Kevin, Max and I used an opportunity to meet and discuss block layer
matters.  We examined two topics in some depth: BlockBackend, and block
filters and dynamic reconfiguration.

Not nearly enough people to call it a block summit.  But the local
dialect is known for its use of diminutives, and "Gipfele" is the
diminutive of "summit" :)


= BlockBackend =

Background: BlockBackend (BB) was split off BlockDriverState (BDS) to
separate the block layer's external interface (BB) from its internal
building block (BDS).  Block layer clients such as device models and the
NBD server attach to a BB by BB name.  A BB has zero or one BDS (zero
means no medium).

Multiple device models using the same BB is dangerous, so we allow
attaching only one.  We don't currently enforce an "only one"
restriction for other clients.  This is problematic, because

* Different clients may want to configure the BB in conflicting ways,
  e.g. writeback caching mode (still to be moved from the BDS's
  enable_write_cache to the BB).

* When the BDS graph gets dynamically reconfigured, say when a block
  filter gets spliced in, clients that started out in the same spot may
  need to move differently.

Instead, each client should connect to its own BB.

This leads to the next question: how should this BB be created?

Initially, what is now the BB was mashed into the BDS.  In a way, the BB
got created along with the BDS.

The current code lets you create a BB along with a BDS when you need
one, or create a new BB for an existing BDS.  The BB has a name, and the
BDS may have a node-name.

The obvious low-level building blocks would be "create BB", "connect BB
to a BDS" (we have that as x-blockdev-insert-medium), "disconnect BB
from a BDS" (x-blockdev-remove-medium) and "destroy BB"
(x-blockdev-del).

Management applications probably don't mind having to work at this low
level, but for human users, it's cumbersome.  Perhaps the BB should be
created along with the client, at least optionally.

Means to create BBs separately are mostly useful when the BB needs to be
configured by the user: instead of duplicating the BB configuration
within each client, we keep it neatly separate.  We're not aware of
user-configurable knobs, though.

Currently, a client is configured to attach to a BB by specifying a BB
name.  For instance, a device model has a "drive" property that names a
BB.  If we create the BB automatically, we need client configuration to
name a BDS instead, i.e. we need a node-name instead of a BB name.

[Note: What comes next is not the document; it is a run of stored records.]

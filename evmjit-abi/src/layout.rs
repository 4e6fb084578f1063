use core::ffi::c_void;
use core::mem::{align_of, offset_of, size_of};

use serde::{Deserialize, Serialize};

use crate::word::{LayoutWord, WORD_SIZE};

#[derive(Clone, Copy, Debug, PartialEq, Eq, Hash, PartialOrd, Ord)]
#[repr(u8)]
pub enum RuntimeField {
    Gas = 0,
    Address = 1,
    Caller = 2,
    Origin = 3,
    CallValue = 4,
    CallDataSize = 5,
    GasPrice = 6,
    PrevHash = 7,
    CoinBase = 8,
    TimeStamp = 9,
    Number = 10,
    Difficulty = 11,
    GasLimit = 12,
    CodeSize = 13,
    ReturnDataOffset = 14,
    ReturnDataSize = 15,
}

impl RuntimeField {
    pub const COUNT: usize = 16;

    pub const ALL: [RuntimeField; Self::COUNT] = [
        RuntimeField::Gas,
        RuntimeField::Address,
        RuntimeField::Caller,
        RuntimeField::Origin,
        RuntimeField::CallValue,
        RuntimeField::CallDataSize,
        RuntimeField::GasPrice,
        RuntimeField::PrevHash,
        RuntimeField::CoinBase,
        RuntimeField::TimeStamp,
        RuntimeField::Number,
        RuntimeField::Difficulty,
        RuntimeField::GasLimit,
        RuntimeField::CodeSize,
        RuntimeField::ReturnDataOffset,
        RuntimeField::ReturnDataSize,
    ];

    pub const fn index(self) -> usize {
        self as usize
    }

    pub const fn from_index(index: usize) -> Option<Self> {
        if index < Self::COUNT {
            Some(Self::ALL[index])
        } else {
            None
        }
    }

    pub const fn name(self) -> &'static str {
        match self {
            RuntimeField::Gas => "gas",
            RuntimeField::Address => "address",
            RuntimeField::Caller => "caller",
            RuntimeField::Origin => "origin",
            RuntimeField::CallValue => "callvalue",
            RuntimeField::CallDataSize => "calldatasize",
            RuntimeField::GasPrice => "gasprice",
            RuntimeField::PrevHash => "prevhash",
            RuntimeField::CoinBase => "coinbase",
            RuntimeField::TimeStamp => "timestamp",
            RuntimeField::Number => "number",
            RuntimeField::Difficulty => "difficulty",
            RuntimeField::GasLimit => "gaslimit",
            RuntimeField::CodeSize => "codesize",
            RuntimeField::ReturnDataOffset => "returndataoffset",
            RuntimeField::ReturnDataSize => "returndatasize",
        }
    }

    pub const fn is_internal(self) -> bool {
        matches!(
            self,
            RuntimeField::ReturnDataOffset | RuntimeField::ReturnDataSize
        )
    }
}

#[derive(Clone, Copy, Debug, PartialEq, Eq, Hash, PartialOrd, Ord)]
#[repr(u8)]
pub enum PointerSlot {
    CallData = 0,
    Code = 1,
    Checkpoint = 2,
}

impl PointerSlot {
    pub const COUNT: usize = 3;

    pub const ALL: [PointerSlot; Self::COUNT] = [
        PointerSlot::CallData,
        PointerSlot::Code,
        PointerSlot::Checkpoint,
    ];

    pub const fn name(self) -> &'static str {
        match self {
            PointerSlot::CallData => "calldata",
            PointerSlot::Code => "code",
            PointerSlot::Checkpoint => "checkpoint",
        }
    }

    pub const fn offset(self) -> usize {
        match self {
            PointerSlot::CallData => offset_of!(RuntimeData, call_data),
            PointerSlot::Code => offset_of!(RuntimeData, code),
            PointerSlot::Checkpoint => offset_of!(RuntimeData, checkpoint),
        }
    }
}

/// The block shared between the host and generated code.
///
/// Generated code addresses it purely through [`Slot::offset`]; nothing on
/// that side knows this struct exists, so its field order is the ABI.
#[repr(C)]
#[derive(Debug)]
pub struct RuntimeData {
    pub words: [LayoutWord; RuntimeField::COUNT],
    pub call_data: *const u8,
    pub code: *const u8,
    pub checkpoint: *const c_void,
}

pub const POINTER_SIZE: usize = size_of::<*const u8>();
pub const WORD_ARRAY_SIZE: usize = RuntimeField::COUNT * WORD_SIZE;
pub const RUNTIME_DATA_SIZE: usize = size_of::<RuntimeData>();

const _: () = {
    assert!(size_of::<LayoutWord>() == WORD_SIZE);
    assert!(offset_of!(RuntimeData, words) == 0);
    assert!(offset_of!(RuntimeData, call_data) == WORD_ARRAY_SIZE);
    assert!(offset_of!(RuntimeData, code) == WORD_ARRAY_SIZE + POINTER_SIZE);
    assert!(offset_of!(RuntimeData, checkpoint) == WORD_ARRAY_SIZE + 2 * POINTER_SIZE);
    assert!(
        RUNTIME_DATA_SIZE
            == (WORD_ARRAY_SIZE + PointerSlot::COUNT * POINTER_SIZE)
                .next_multiple_of(align_of::<RuntimeData>())
    );
    assert!(RUNTIME_DATA_SIZE <= u32::MAX as usize);
};

impl RuntimeData {
    pub const fn zeroed() -> Self {
        Self {
            words: [LayoutWord::ZERO; RuntimeField::COUNT],
            call_data: core::ptr::null(),
            code: core::ptr::null(),
            checkpoint: core::ptr::null(),
        }
    }

    pub fn word(&self, field: RuntimeField) -> LayoutWord {
        self.words[field.index()]
    }

    pub fn set_word(&mut self, field: RuntimeField, word: LayoutWord) {
        self.words[field.index()] = word;
    }

    pub fn pointer(&self, slot: PointerSlot) -> *const c_void {
        match slot {
            PointerSlot::CallData => self.call_data.cast(),
            PointerSlot::Code => self.code.cast(),
            PointerSlot::Checkpoint => self.checkpoint,
        }
    }
}

#[derive(Clone, Copy, Debug, PartialEq, Eq, Hash, Serialize, Deserialize)]
#[serde(rename_all = "snake_case")]
pub enum SlotKind {
    Word,
    Pointer,
}

#[derive(Clone, Copy, Debug, PartialEq, Eq, Hash)]
pub enum Slot {
    Word(RuntimeField),
    Pointer(PointerSlot),
}

impl Slot {
    pub const COUNT: usize = RuntimeField::COUNT + PointerSlot::COUNT;

    pub fn all() -> impl Iterator<Item = Slot> {
        RuntimeField::ALL
            .into_iter()
            .map(Slot::Word)
            .chain(PointerSlot::ALL.into_iter().map(Slot::Pointer))
    }

    pub const fn offset(self) -> usize {
        match self {
            Slot::Word(field) => offset_of!(RuntimeData, words) + field.index() * WORD_SIZE,
            Slot::Pointer(slot) => slot.offset(),
        }
    }

    pub const fn offset_u32(self) -> u32 {
        self.offset() as u32
    }

    pub const fn size(self) -> usize {
        match self {
            Slot::Word(_) => WORD_SIZE,
            Slot::Pointer(_) => POINTER_SIZE,
        }
    }

    pub const fn kind(self) -> SlotKind {
        match self {
            Slot::Word(_) => SlotKind::Word,
            Slot::Pointer(_) => SlotKind::Pointer,
        }
    }

    pub const fn name(self) -> &'static str {
        match self {
            Slot::Word(field) => field.name(),
            Slot::Pointer(slot) => slot.name(),
        }
    }
}

impl From<RuntimeField> for Slot {
    fn from(field: RuntimeField) -> Self {
        Slot::Word(field)
    }
}

impl From<PointerSlot> for Slot {
    fn from(slot: PointerSlot) -> Self {
        Slot::Pointer(slot)
    }
}

#[cfg(test)]
mod tests {
    use super::*;
    use crate::word::{from_layout_word, to_layout_word};
    use alloy_primitives::U256;

    #[test]
    fn fields_are_dense_and_ordered() {
        for (position, field) in RuntimeField::ALL.iter().enumerate() {
            assert_eq!(field.index(), position);
            assert_eq!(RuntimeField::from_index(position), Some(*field));
        }
        assert_eq!(RuntimeField::from_index(RuntimeField::COUNT), None);
    }

    #[test]
    fn only_return_data_fields_are_internal() {
        let internal: Vec<_> = RuntimeField::ALL
            .iter()
            .filter(|field| field.is_internal())
            .collect();
        assert_eq!(
            internal,
            [&RuntimeField::ReturnDataOffset, &RuntimeField::ReturnDataSize]
        );
    }

    #[test]
    fn word_slots_are_contiguous() {
        for field in RuntimeField::ALL {
            assert_eq!(Slot::Word(field).offset(), field.index() * WORD_SIZE);
        }
    }

    #[test]
    fn pointer_slots_follow_the_full_word_array() {
        let base = size_of::<[LayoutWord; RuntimeField::COUNT]>();
        for (position, slot) in PointerSlot::ALL.iter().enumerate() {
            assert_eq!(slot.offset(), base + position * POINTER_SIZE);
        }
    }

    #[test]
    fn slot_offsets_do_not_depend_on_written_words() {
        let mut data = RuntimeData::zeroed();
        let base = &data as *const RuntimeData as usize;
        let before: Vec<usize> = PointerSlot::ALL
            .iter()
            .map(|slot| slot.offset())
            .collect();

        data.set_word(RuntimeField::Gas, to_layout_word(U256::from(21_000u64)));
        data.set_word(RuntimeField::ReturnDataSize, to_layout_word(U256::MAX));

        let call_data = core::ptr::addr_of!(data.call_data) as usize - base;
        let code = core::ptr::addr_of!(data.code) as usize - base;
        let checkpoint = core::ptr::addr_of!(data.checkpoint) as usize - base;
        assert_eq!(before, vec![call_data, code, checkpoint]);
        assert_eq!(call_data, WORD_ARRAY_SIZE);
    }

    #[test]
    fn slots_do_not_overlap() {
        let mut slots: Vec<Slot> = Slot::all().collect();
        assert_eq!(slots.len(), Slot::COUNT);
        slots.sort_by_key(|slot| slot.offset());
        for pair in slots.windows(2) {
            assert!(pair[0].offset() + pair[0].size() <= pair[1].offset());
        }
        let last = slots[slots.len() - 1];
        assert!(last.offset() + last.size() <= RUNTIME_DATA_SIZE);
    }

    #[test]
    fn word_accessors_use_the_slot_offsets() {
        let mut data = RuntimeData::zeroed();
        let value = U256::from(0xC0DE_u64);
        data.set_word(RuntimeField::CodeSize, to_layout_word(value));

        let base = &data as *const RuntimeData as *const u8;
        let raw = unsafe {
            core::ptr::read_unaligned(
                base.add(Slot::Word(RuntimeField::CodeSize).offset()) as *const LayoutWord
            )
        };
        assert_eq!(from_layout_word(raw), value);
        assert_eq!(from_layout_word(data.word(RuntimeField::CodeSize)), value);
    }
}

Of course, we'll have to keep the legacy configuration working.  The
"drive" property will have to refer to a BDS, like it did before BBs
were invented.  We could:

* Move the BB name back into the BDS.

* Move the BB name into DriveInfo, where the other legacy stuff lives.
  DriveInfo needs to be changed to hang off BDS rather than BB.

Regardless, dynamic reconfiguration may have to move the name / the
DriveInfo to a different BDS.

Not entirely sure automatic creation of BB is worthwhile or not.

Next steps:

* Support multiple BBs sharing the same BDS.

* Restrict BB to only one client of any kind instead of special-casing
  device models.

* Block jobs should go through BB.

* Investigate automatic creation of BB.


= Block filters =

We already have a few block filters:

* blkdebug, blkverify, quorum

Encryption should become another one.

Moreover, we have a few things mashed into BDS that should be filters:

* throttle (only at a root, i.e. right below a BB), copy-on-read,
  notifier (for backup block job), detect-zero

Dynamic reconfiguration means altering the BDS graph while it's in use.
Existing mutators:

* snaphot, mirror-complete, commit-complete, x-blockdev-change.

Things become interesting when nodes get implicitly inserted into the
graph, e.g.:

* A backup job inserts its notifier filter

* We create an implicit throttle filter to implement legacy throttling
  configuration

And so forth.  Nothing of the sort exists just yet.

What should happen when the user asks for a mutation at a place where we
have implicit filter(s)?

First, let's examine how such a chain could look like.  If we read the
current code correctly, it behaves as if we had a chain

        BB
         |
      throttle
         |
     detect-zero
         |
    copy-on-read
         |
        BDS

Except for the backup job, which behaves as if we had

               backup job
              /
      notifier
         |
     detect-zero
         |
        BDS

We believe that the following cleaned up filter stack should work:

        BB
         |
      throttle      \
         |           \
    copy-on-read      ) fixed at creation time
         |           /
     detect-zero    /
         |
         |     backup job
         |    /
      notifier      ) dynamically inserted by the job
         |
        BDS

Clients (device model, NBD server) connect through a BB on top.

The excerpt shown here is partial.